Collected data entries
== Segment start ==
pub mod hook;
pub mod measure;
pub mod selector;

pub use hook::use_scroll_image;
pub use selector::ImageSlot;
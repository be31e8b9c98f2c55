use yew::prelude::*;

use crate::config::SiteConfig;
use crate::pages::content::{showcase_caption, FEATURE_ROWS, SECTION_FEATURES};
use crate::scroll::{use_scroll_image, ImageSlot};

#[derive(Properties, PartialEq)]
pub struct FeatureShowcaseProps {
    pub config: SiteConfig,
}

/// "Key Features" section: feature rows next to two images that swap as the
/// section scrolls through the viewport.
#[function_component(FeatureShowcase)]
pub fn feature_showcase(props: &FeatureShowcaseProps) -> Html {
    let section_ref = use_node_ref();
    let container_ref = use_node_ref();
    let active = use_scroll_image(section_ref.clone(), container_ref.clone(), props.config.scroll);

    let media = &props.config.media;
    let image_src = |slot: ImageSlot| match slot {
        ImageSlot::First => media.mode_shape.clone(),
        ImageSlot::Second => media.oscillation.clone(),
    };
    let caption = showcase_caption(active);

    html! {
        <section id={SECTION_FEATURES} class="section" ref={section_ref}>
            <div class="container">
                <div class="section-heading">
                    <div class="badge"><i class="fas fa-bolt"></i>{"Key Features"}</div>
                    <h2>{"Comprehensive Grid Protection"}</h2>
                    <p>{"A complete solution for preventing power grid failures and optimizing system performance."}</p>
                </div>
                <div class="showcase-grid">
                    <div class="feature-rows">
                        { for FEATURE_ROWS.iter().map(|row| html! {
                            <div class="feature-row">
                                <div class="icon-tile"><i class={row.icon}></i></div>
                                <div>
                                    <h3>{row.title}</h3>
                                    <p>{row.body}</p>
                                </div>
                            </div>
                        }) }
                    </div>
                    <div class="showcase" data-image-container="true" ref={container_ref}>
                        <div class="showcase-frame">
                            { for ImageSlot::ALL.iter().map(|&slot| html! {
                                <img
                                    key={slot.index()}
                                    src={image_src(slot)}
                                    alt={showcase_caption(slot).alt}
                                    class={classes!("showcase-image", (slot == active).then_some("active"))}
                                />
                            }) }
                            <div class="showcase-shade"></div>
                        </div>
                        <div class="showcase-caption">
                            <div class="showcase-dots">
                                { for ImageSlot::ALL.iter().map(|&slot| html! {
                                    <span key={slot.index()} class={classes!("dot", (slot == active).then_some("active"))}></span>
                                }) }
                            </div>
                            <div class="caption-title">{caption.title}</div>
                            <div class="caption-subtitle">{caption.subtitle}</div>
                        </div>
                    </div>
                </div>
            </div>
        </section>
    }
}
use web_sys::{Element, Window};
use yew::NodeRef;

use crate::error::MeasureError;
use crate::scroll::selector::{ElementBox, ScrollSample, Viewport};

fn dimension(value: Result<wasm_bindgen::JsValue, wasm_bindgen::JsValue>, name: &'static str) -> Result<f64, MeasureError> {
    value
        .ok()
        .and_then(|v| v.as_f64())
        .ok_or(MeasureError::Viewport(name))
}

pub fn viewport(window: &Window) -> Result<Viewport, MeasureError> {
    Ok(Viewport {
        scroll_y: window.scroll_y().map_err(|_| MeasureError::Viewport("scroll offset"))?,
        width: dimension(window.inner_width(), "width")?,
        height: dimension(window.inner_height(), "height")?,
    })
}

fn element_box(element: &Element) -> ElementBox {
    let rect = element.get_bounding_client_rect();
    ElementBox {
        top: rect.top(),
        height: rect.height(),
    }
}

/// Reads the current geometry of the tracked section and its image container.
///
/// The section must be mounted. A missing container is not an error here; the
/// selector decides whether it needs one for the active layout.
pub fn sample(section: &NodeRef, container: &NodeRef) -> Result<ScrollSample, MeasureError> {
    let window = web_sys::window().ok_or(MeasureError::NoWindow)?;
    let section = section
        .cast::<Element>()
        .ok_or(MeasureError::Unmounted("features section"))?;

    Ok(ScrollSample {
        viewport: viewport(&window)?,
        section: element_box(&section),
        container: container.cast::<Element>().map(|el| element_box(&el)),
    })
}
== Segment end ==
• **WHAT THE TASK ASKS**:
Exact copies of all entries are what's needed here.

• **SOLUTION FOR THIS TASK**:
pub mod hook;
pub mod measure;
pub mod selector;

pub use hook::use_scroll_image;
pub use selector::ImageSlot;
repository be31e8b9c98f2c55
use yew::prelude::*;

use crate::config::SiteConfig;
use crate::pages::content::{showcase_caption, FEATURE_ROWS, SECTION_FEATURES};
use crate::scroll::{use_scroll_image, ImageSlot};

#[derive(Properties, PartialEq)]
pub struct FeatureShowcaseProps {
    pub config: SiteConfig,
}

/// "Key Features" section: feature rows next to two images that swap as the
/// section scrolls through the viewport.
#[function_component(FeatureShowcase)]
pub fn feature_showcase(props: &FeatureShowcaseProps) -> Html {
    let section_ref = use_node_ref();
    let container_ref = use_node_ref();
    let active = use_scroll_image(section_ref.clone(), container_ref.clone(), props.config.scroll);

    let media = &props.config.media;
    let image_src = |slot: ImageSlot| match slot {
        ImageSlot::First => media.mode_shape.clone(),
        ImageSlot::Second => media.oscillation.clone(),
    };
    let caption = showcase_caption(active);

    html! {
        <section id={SECTION_FEATURES} class="section" ref={section_ref}>
            <div class="container">
                <div class="section-heading">
                    <div class="badge"><i class="fas fa-bolt"></i>{"Key Features"}</div>
                    <h2>{"Comprehensive Grid Protection"}</h2>
                    <p>{"A complete solution for preventing power grid failures and optimizing system performance."}</p>
                </div>
                <div class="showcase-grid">
                    <div class="feature-rows">
                        { for FEATURE_ROWS.iter().map(|row| html! {
                            <div class="feature-row">
                                <div class="icon-tile"><i class={row.icon}></i></div>
                                <div>
                                    <h3>{row.title}</h3>
                                    <p>{row.body}</p>
                                </div>
                            </div>
                        }) }
                    </div>
                    <div class="showcase" data-image-container="true" ref={container_ref}>
                        <div class="showcase-frame">
                            { for ImageSlot::ALL.iter().map(|&slot| html! {
                                <img
                                    key={slot.index()}
                                    src={image_src(slot)}
                                    alt={showcase_caption(slot).alt}
                                    class={classes!("showcase-image", (slot == active).then_some("active"))}
                                />
                            }) }
                            <div class="showcase-shade"></div>
                        </div>
                        <div class="showcase-caption">
                            <div class="showcase-dots">
                                { for ImageSlot::ALL.iter().map(|&slot| html! {
                                    <span key={slot.index()} class={classes!("dot", (slot == active).then_some("active"))}></span>
                                }) }
                            </div>
                            <div class="caption-title">{caption.title}</div>
                            <div class="caption-subtitle">{caption.subtitle}</div>
                        </div>
                    </div>
                </div>
            </div>
        </section>
    }
}
use web_sys::{Element, Window};
use yew::NodeRef;

use crate::error::MeasureError;
use crate::scroll::selector::{ElementBox, ScrollSample, Viewport};

fn dimension(value: Result<wasm_bindgen::JsValue, wasm_bindgen::JsValue>, name: &'static str) -> Result<f64, MeasureError> {
    value
        .ok()
        .and_then(|v| v.as_f64())
        .ok_or(MeasureError::Viewport(name))
}

pub fn viewport(window: &Window) -> Result<Viewport, MeasureError> {
    Ok(Viewport {
        scroll_y: window.scroll_y().map_err(|_| MeasureError::Viewport("scroll offset"))?,
        width: dimension(window.inner_width(), "width")?,
        height: dimension(window.inner_height(), "height")?,
    })
}

fn element_box(element: &Element) -> ElementBox {
    let rect = element.get_bounding_client_rect();
    ElementBox {
        top: rect.top(),
        height: rect.height(),
    }
}

/// Reads the current geometry of the tracked section and its image container.
///
/// The section must be mounted. A missing container is not an error here; the
/// selector decides whether it needs one for the active layout.
pub fn sample(section: &NodeRef, container: &NodeRef) -> Result<ScrollSample, MeasureError> {
    let window = web_sys::window().ok_or(MeasureError::NoWindow)?;
    let section = section
        .cast::<Element>()
        .ok_or(MeasureError::Unmounted("features section"))?;

    Ok(ScrollSample {
        viewport: viewport(&window)?,
        section: element_box(&section),
        container: container.cast::<Element>().map(|el| element_box(&el)),
    })
}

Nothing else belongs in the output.